Autor Data 23 de Agosto de 1986 Secção Sábado Policiário [39] Publicação Diário Popular |
O CASO DO AGRESSOR MENTIROSO Jartur Dedicado com
amizade ao Detective Misterioso À
sexta-feira, a malta reúne-se no Clube do Aranhiço, e fica por ali até às
tantas, conversando paulatinamente sobre «coisas» do Policiário, entretenimento
cultural e recreativo que congrega os nossos gostos. Naquela
noite, Domingos Prata Rodrigues (o Detective Misterioso, como é conhecido no
nosso âmbito), que viera ao Porto integrado na falange de apoio do Sporting,
deveria visitar-nos por volta das nove horas, mas só apareceu cerca das onze,
algo transtornado, e a primeira coisa que disse, quando viu os nossos copos
sobre a mesinha do cubículo que nos servia de «salão nobre», foi: – Sirvam-me
um bagaço triplo ou uma picheira de verde tinto.
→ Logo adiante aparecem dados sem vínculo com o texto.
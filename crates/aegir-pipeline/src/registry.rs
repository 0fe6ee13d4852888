//! Registry construction: default handler sets merged with host overrides.
//!
//! The registry is built once at configuration time and frozen. Overrides
//! match by `(stage, name)` identity: a matching registration replaces the
//! existing descriptor in place (keeping its slot so order tie-breaks stay
//! stable), a non-matching one is appended, and removals drop by identity.
//! After merging, each stage's chain is stable-sorted by ascending order.

use std::collections::HashMap;
use std::sync::Arc;

use crate::descriptor::HandlerDescriptor;
use crate::stage::Stage;

/// Frozen, read-only mapping from stage tag to its ordered handler chain.
///
/// Built once; concurrent lookups need no synchronization.
#[derive(Debug, Default)]
pub struct HandlerRegistry {
    by_stage: HashMap<Stage, Vec<Arc<HandlerDescriptor>>>,
}

impl HandlerRegistry {
    /// The ordered handler chain for a stage. Stages with no registered
    /// handlers yield an empty slice.
    #[must_use]
    pub fn stage(&self, stage: Stage) -> &[Arc<HandlerDescriptor>] {
        self.by_stage.get(&stage).map_or(&[], Vec::as_slice)
    }

    /// Total number of registered descriptors across all stages.
    #[must_use]
    pub fn len(&self) -> usize {
        self.by_stage.values().map(Vec::len).sum()
    }

    /// Whether no descriptors are registered.
    #[must_use]
    pub fn is_empty(&self) -> bool {
        self.len() == 0
    }
}

/// Builder merging default descriptors with host additions, replacements,
/// and removals.
#[derive(Debug, Default)]
pub struct RegistryBuilder {
    descriptors: Vec<HandlerDescriptor>,
}

impl RegistryBuilder {
    /// Start from an empty descriptor list.
    #[must_use]
    pub fn new() -> Self {
        Self::default()
    }

    /// Start from a default descriptor list (typically the engine's
    /// built-in handler set for an endpoint).
    #[must_use]
    pub fn with_defaults(descriptors: Vec<HandlerDescriptor>) -> Self {
        Self { descriptors }
    }

    /// Register a descriptor.
    ///
    /// When a descriptor with the same `(stage, name)` identity already
    /// exists it is replaced in place: the override's order, filters, and
    /// behavior win, but the slot is preserved so that equal-order
    /// tie-breaking remains stable. Otherwise the descriptor is appended.
    #[must_use]
    pub fn register(mut self, descriptor: HandlerDescriptor) -> Self {
        let identity = (descriptor.stage(), descriptor.name());
        match self
            .descriptors
            .iter_mut()
            .find(|d| (d.stage(), d.name()) == identity)
        {
            Some(slot) => {
                tracing::debug!(
                    stage = %descriptor.stage(),
                    handler = descriptor.name(),
                    "replacing handler registration"
                );
                *slot = descriptor;
            }
            None => self.descriptors.push(descriptor),
        }
        self
    }

    /// Remove a descriptor by identity. Removing an unknown identity is a
    /// no-op.
    #[must_use]
    pub fn remove(mut self, stage: Stage, name: &str) -> Self {
        self.descriptors
            .retain(|d| !(d.stage() == stage && d.name() == name));
        self
    }

    /// Sort and freeze the registry.
    ///
    /// Each stage's chain is sorted by ascending order; `sort_by_key` is
    /// stable, so descriptors with equal orders keep their registration
    /// order.
    #[must_use]
    pub fn build(self) -> HandlerRegistry {
        let mut by_stage: HashMap<Stage, Vec<Arc<HandlerDescriptor>>> = HashMap::new();
        for descriptor in self.descriptors {
            by_stage
                .entry(descriptor.stage())
                .or_default()
                .push(Arc::new(descriptor));
        }
        for chain in by_stage.values_mut() {
            chain.sort_by_key(|d| d.order());
        }
        HandlerRegistry { by_stage }
    }
}

#[cfg(test)]
mod tests {
    use super::*;
    use crate::descriptor::{Handler, PipelineError};
    use crate::stage::{Endpoint, Phase};
    use crate::transaction::Transaction;
    use async_trait::async_trait;

    struct Noop;

    #[async_trait]
    impl Handler for Noop {
        async fn handle(&self, _txn: &mut Transaction) -> Result<(), PipelineError> {
            Ok(())
        }
    }

    fn stage() -> Stage {
        Stage::new(Endpoint::Logout, Phase::Extract)
    }

    fn descriptor(name: &'static str, order: i32) -> HandlerDescriptor {
        HandlerDescriptor::builder(stage(), name)
            .order(order)
            .use_singleton(Arc::new(Noop))
            .build()
            .unwrap()
    }

    #[test]
    fn test_chain_sorted_by_ascending_order() {
        let registry = RegistryBuilder::new()
            .register(descriptor("c", 300))
            .register(descriptor("a", 100))
            .register(descriptor("b", 200))
            .build();

        let names: Vec<&str> = registry.stage(stage()).iter().map(|d| d.name()).collect();
        assert_eq!(names, vec!["a", "b", "c"]);
    }

    #[test]
    fn test_equal_orders_keep_registration_order() {
        // Deliberately colliding orders: stable sort must preserve the
        // registration sequence within each collision group.
        let registry = RegistryBuilder::new()
            .register(descriptor("first", 100))
            .register(descriptor("second", 100))
            .register(descriptor("third", 100))
            .register(descriptor("earlier", 50))
            .build();

        let names: Vec<&str> = registry.stage(stage()).iter().map(|d| d.name()).collect();
        assert_eq!(names, vec!["earlier", "first", "second", "third"]);
    }

    #[test]
    fn test_override_replaces_without_growing() {
        let builder = RegistryBuilder::with_defaults(vec![
            descriptor("restore", 100),
            descriptor("cache", 200),
        ]);

        // Same identity, new order: replaces in place.
        let registry = builder.register(descriptor("cache", 50)).build();

        assert_eq!(registry.len(), 2);
        let chain = registry.stage(stage());
        assert_eq!(chain[0].name(), "cache");
        assert_eq!(chain[0].order(), 50);
    }

    #[test]
    fn test_new_identity_grows_by_one() {
        let registry = RegistryBuilder::with_defaults(vec![descriptor("restore", 100)])
            .register(descriptor("audit", 500))
            .build();

        assert_eq!(registry.len(), 2);
    }

    #[test]
    fn test_remove_by_identity() {
        let registry = RegistryBuilder::with_defaults(vec![
            descriptor("restore", 100),
            descriptor("cache", 200),
        ])
        .remove(stage(), "cache")
        .build();

        assert_eq!(registry.len(), 1);
        assert_eq!(registry.stage(stage())[0].name(), "restore");
    }

    #[test]
    fn test_same_name_on_different_stages_is_distinct() {
        let other = Stage::new(Endpoint::Logout, Phase::Apply);
        let registry = RegistryBuilder::new()
            .register(descriptor("render", 100))
            .register(
                HandlerDescriptor::builder(other, "render")
                    .order(100)
                    .use_singleton(Arc::new(Noop))
                    .build()
                    .unwrap(),
            )
            .build();

        assert_eq!(registry.len(), 2);
        assert_eq!(registry.stage(stage()).len(), 1);
        assert_eq!(registry.stage(other).len(), 1);
    }

    #[test]
    fn test_unknown_stage_yields_empty_chain() {
        let registry = RegistryBuilder::new().build();
        assert!(registry
            .stage(Stage::new(Endpoint::Token, Phase::Handle))
            .is_empty());
    }
}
E,
depois, narrou-nos a razão do seu atraso. –
Eu vinha para cá a tempo e horas, calmamente, caminhando pela borda do passeio,
numa rua quase deserta e recentemente regada pela brigada da limpeza, quando
senti aproximar-se, pelas minhas costas, o ruído de uma motorizada. Não
liguei nada ao facto tão trivial, mas o que é certo é que, subitamente, senti
um esticão na bolsa, e instintivamente dei um golpe com a bengala, que se prendeu
nos raios da roda traseira, e os dois gajos que seguiam no veículo
espalharam-se no pavimento escorregadio. O tipo que ia no lugar do passageiro
e que me arrancou a bolsa de cabedal, imediatamente se pôs em fuga, mas o
outro tripulante, que ficou com uma perna presa debaixo da motorizada,
levantou-se com relativa facilidade e veio na minha direcção, de capacete na
mão para me agredir, mas eu dei-lhe com a bengala na cabeça e o tipo recuou a
cambalear, largando o capacete para levar as mãos à cabeça, que sangrava abundantemente.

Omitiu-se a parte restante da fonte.